## Work order
Copy each line of the listing where the word "identifier" can be found.

## Records
=======

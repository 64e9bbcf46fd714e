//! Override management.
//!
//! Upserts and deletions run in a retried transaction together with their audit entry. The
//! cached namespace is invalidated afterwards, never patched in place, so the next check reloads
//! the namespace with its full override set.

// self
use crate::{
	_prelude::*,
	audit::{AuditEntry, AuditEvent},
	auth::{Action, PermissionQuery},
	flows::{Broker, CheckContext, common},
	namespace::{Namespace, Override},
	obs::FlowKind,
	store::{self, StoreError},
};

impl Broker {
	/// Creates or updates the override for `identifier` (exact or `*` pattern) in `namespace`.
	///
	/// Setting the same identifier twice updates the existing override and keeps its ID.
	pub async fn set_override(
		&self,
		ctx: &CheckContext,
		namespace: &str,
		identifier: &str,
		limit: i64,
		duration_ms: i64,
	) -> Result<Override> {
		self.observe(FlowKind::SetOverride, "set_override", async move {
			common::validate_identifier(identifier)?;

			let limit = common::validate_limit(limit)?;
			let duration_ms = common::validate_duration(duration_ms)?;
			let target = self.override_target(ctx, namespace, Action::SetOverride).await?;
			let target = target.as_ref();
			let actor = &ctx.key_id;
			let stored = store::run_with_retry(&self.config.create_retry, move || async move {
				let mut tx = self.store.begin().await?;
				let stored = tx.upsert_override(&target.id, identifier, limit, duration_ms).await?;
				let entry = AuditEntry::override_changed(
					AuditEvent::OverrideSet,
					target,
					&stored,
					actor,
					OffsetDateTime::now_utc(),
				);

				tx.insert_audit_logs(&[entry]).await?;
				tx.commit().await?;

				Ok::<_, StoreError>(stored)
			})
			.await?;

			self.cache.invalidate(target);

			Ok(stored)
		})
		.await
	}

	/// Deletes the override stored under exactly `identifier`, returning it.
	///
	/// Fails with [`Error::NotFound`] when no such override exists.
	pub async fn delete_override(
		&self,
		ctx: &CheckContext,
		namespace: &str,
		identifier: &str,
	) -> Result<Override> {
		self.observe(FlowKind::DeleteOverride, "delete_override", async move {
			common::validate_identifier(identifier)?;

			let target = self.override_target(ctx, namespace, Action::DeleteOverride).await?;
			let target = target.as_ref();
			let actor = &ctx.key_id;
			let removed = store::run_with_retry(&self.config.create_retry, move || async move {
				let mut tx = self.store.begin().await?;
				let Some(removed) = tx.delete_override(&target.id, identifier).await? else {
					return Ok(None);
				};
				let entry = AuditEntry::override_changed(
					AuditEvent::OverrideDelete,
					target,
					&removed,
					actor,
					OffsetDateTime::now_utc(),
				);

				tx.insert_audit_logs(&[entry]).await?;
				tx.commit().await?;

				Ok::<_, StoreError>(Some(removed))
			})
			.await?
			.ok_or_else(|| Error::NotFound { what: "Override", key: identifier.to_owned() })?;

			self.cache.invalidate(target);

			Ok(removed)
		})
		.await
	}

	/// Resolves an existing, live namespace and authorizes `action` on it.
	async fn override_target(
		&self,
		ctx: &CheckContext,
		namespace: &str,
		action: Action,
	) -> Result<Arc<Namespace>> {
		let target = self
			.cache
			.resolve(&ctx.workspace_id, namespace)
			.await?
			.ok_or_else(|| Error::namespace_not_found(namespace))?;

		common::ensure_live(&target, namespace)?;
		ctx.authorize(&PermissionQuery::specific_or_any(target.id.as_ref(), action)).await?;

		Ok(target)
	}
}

=======

## Result for this task
	/// Creates or updates the override for `identifier` (exact or `*` pattern) in `namespace`.
	/// Setting the same identifier twice updates the existing override and keeps its ID.
		identifier: &str,
			common::validate_identifier(identifier)?;
				let stored = tx.upsert_override(&target.id, identifier, limit, duration_ms).await?;
	/// Deletes the override stored under exactly `identifier`, returning it.
		identifier: &str,
			common::validate_identifier(identifier)?;
				let Some(removed) = tx.delete_override(&target.id, identifier).await? else {
			.ok_or_else(|| Error::NotFound { what: "Override", key: identifier.to_owned() })?;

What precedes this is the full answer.